### Dataset excerpts ###

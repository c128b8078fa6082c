//! Porcelain blame output from the git executable.

use async_trait::async_trait;
use blamelens_core::{BlameConfig, BlameSource, Error, Result};
use std::path::Path;
use tokio::process::Command;
use tracing::debug;

/// Runs `git blame --porcelain` for each request.
#[derive(Debug, Clone)]
pub struct GitBlameSource {
    git_path: String,
    extra_args: Vec<String>,
}

impl Default for GitBlameSource {
    fn default() -> Self {
        Self::new("git")
    }
}

impl GitBlameSource {
    pub fn new(git_path: impl Into<String>) -> Self {
        Self {
            git_path: git_path.into(),
            extra_args: Vec::new(),
        }
    }

    pub fn from_config(config: &BlameConfig) -> Self {
        Self::new(config.git_path.clone()).with_args(config.blame_args.clone())
    }

    /// Extra arguments placed before the file name, e.g. `-w` or `-M`.
    pub fn with_args(mut self, args: Vec<String>) -> Self {
        self.extra_args = args;
        self
    }

    fn command(&self, file_name: &str, repo_root: &Path) -> Command {
        let mut cmd = Command::new(&self.git_path);
        cmd.current_dir(repo_root)
            .arg("blame")
            .arg("--porcelain")
            .args(&self.extra_args)
            .arg("--")
            .arg(file_name)
            .kill_on_drop(true);
        cmd
    }
}

#[async_trait]
impl BlameSource for GitBlameSource {
    async fn blame_porcelain(&self, file_name: &str, repo_root: &Path) -> Result<String> {
        debug!(file = file_name, root = %repo_root.display(), "Running git blame");

        let output = self
            .command(file_name, repo_root)
            .output()
            .await
            .map_err(|e| spawn_error(&self.git_path, e))?;

        if !output.status.success() {
            let stderr = String::from_utf8_lossy(&output.stderr);
            return Err(classify_failure(file_name, &stderr));
        }

        Ok(String::from_utf8_lossy(&output.stdout).into_owned())
    }
}

fn spawn_error(git_path: &str, err: std::io::Error) -> Error {
    if err.kind() == std::io::ErrorKind::NotFound {
        Error::CommandUnavailable(format!("{}: {}", git_path, err))
    } else {
        err.into()
    }
}

/// Map a failed `git blame` to an error kind from its stderr.
fn classify_failure(file_name: &str, stderr: &str) -> Error {
    let lower = stderr.to_lowercase();
    let untracked = [
        "no such path",
        "no such file",
        "not in the working tree",
        "not a git repository",
        "outside repository",
    ];

    if untracked.iter().any(|pattern| lower.contains(pattern)) {
        Error::NotUnderVersionControl(file_name.to_string())
    } else {
        Error::Source(stderr.trim().to_string())
    }
}
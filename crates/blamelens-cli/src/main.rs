//! BlameLens CLI
//!
//! Command-line interface for the BlameLens blame engine.

use anyhow::Result;
use blamelens_core::LineRange;
use clap::{Parser, Subcommand};
use std::path::PathBuf;
use tracing_subscriber::EnvFilter;

mod commands;

use commands::{parse_line, parse_lines, Context};

#[derive(Parser)]
#[command(name = "blamelens")]
#[command(author, version, about = "Line-by-line authorship for your working tree", long_about = None)]
struct Cli {
    #[command(subcommand)]
    command: Commands,

    /// Verbose output
    #[arg(short, long, global = true)]
    verbose: bool,

    /// Print JSON instead of text
    #[arg(long, global = true)]
    json: bool,

    /// Path inside the repository (defaults to current directory)
    #[arg(short, long, global = true, default_value = ".")]
    repo: PathBuf,

    /// Configuration file (defaults to .blamelens.json in the repository root)
    #[arg(short, long, global = true)]
    config: Option<PathBuf>,
}

#[derive(Subcommand)]
enum Commands {
    /// Blame a file, or a range of its lines
    Blame {
        /// File to blame
        file: PathBuf,

        /// Line range, 1-indexed and inclusive (e.g. 10:20)
        #[arg(short, long, value_parser = parse_lines)]
        lines: Option<LineRange>,
    },

    /// Blame a single line
    Line {
        /// File to blame
        file: PathBuf,

        /// Line number (1-indexed)
        #[arg(value_parser = parse_line)]
        line: usize,
    },

    /// Rank authors by the lines they own
    Authors {
        /// File to blame
        file: PathBuf,

        /// Line range, 1-indexed and inclusive
        #[arg(short, long, value_parser = parse_lines)]
        lines: Option<LineRange>,
    },

    /// Show the lines one commit contributes
    Commit {
        /// File to blame
        file: PathBuf,

        /// Commit hash (full or short)
        sha: String,

        /// Line range, 1-indexed and inclusive
        #[arg(short, long, value_parser = parse_lines)]
        lines: Option<LineRange>,
    },

    /// List one location per commit touching a range
    Locations {
        /// File to blame
        file: PathBuf,

        /// Line range, 1-indexed and inclusive
        #[arg(short, long, value_parser = parse_lines)]
        lines: LineRange,
    },
}

/// Log filter when `RUST_LOG` is unset. The prefix matches every
/// `blamelens_*` crate target.
fn default_filter(verbose: bool) -> &'static str {
    if verbose {
        "blamelens=debug"
    } else {
        "blamelens=info"
    }
}

#[tokio::main]
async fn main() -> Result<()> {
    let cli = Cli::parse();

    // Initialize logging
    tracing_subscriber::fmt()
        .with_env_filter(
            EnvFilter::try_from_default_env()
                .unwrap_or_else(|_| EnvFilter::new(default_filter(cli.verbose))),
        )
        .with_writer(std::io::stderr)
        .init();

    let ctx = Context::open(&cli.repo, cli.config.as_deref(), cli.json)?;

    match cli.command {
        Commands::Blame { file, lines } => {
            commands::blame::run(&ctx, &file, lines).await?;
        }
        Commands::Line { file, line } => {
            commands::line::run(&ctx, &file, line).await?;
        }
        Commands::Authors { file, lines } => {
            commands::authors::run(&ctx, &file, lines).await?;
        }
        Commands::Commit { file, sha, lines } => {
            commands::commit::run(&ctx, &file, &sha, lines).await?;
        }
        Commands::Locations { file, lines } => {
            commands::locations::run(&ctx, &file, lines).await?;
        }
    }

    Ok(())
}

###

### Exercise requirements
Which lines above include the word "working"? Return each one.

### Task solution
        "not in the working tree",
#[command(author, version, about = "Line-by-line authorship for your working tree", long_about = None)]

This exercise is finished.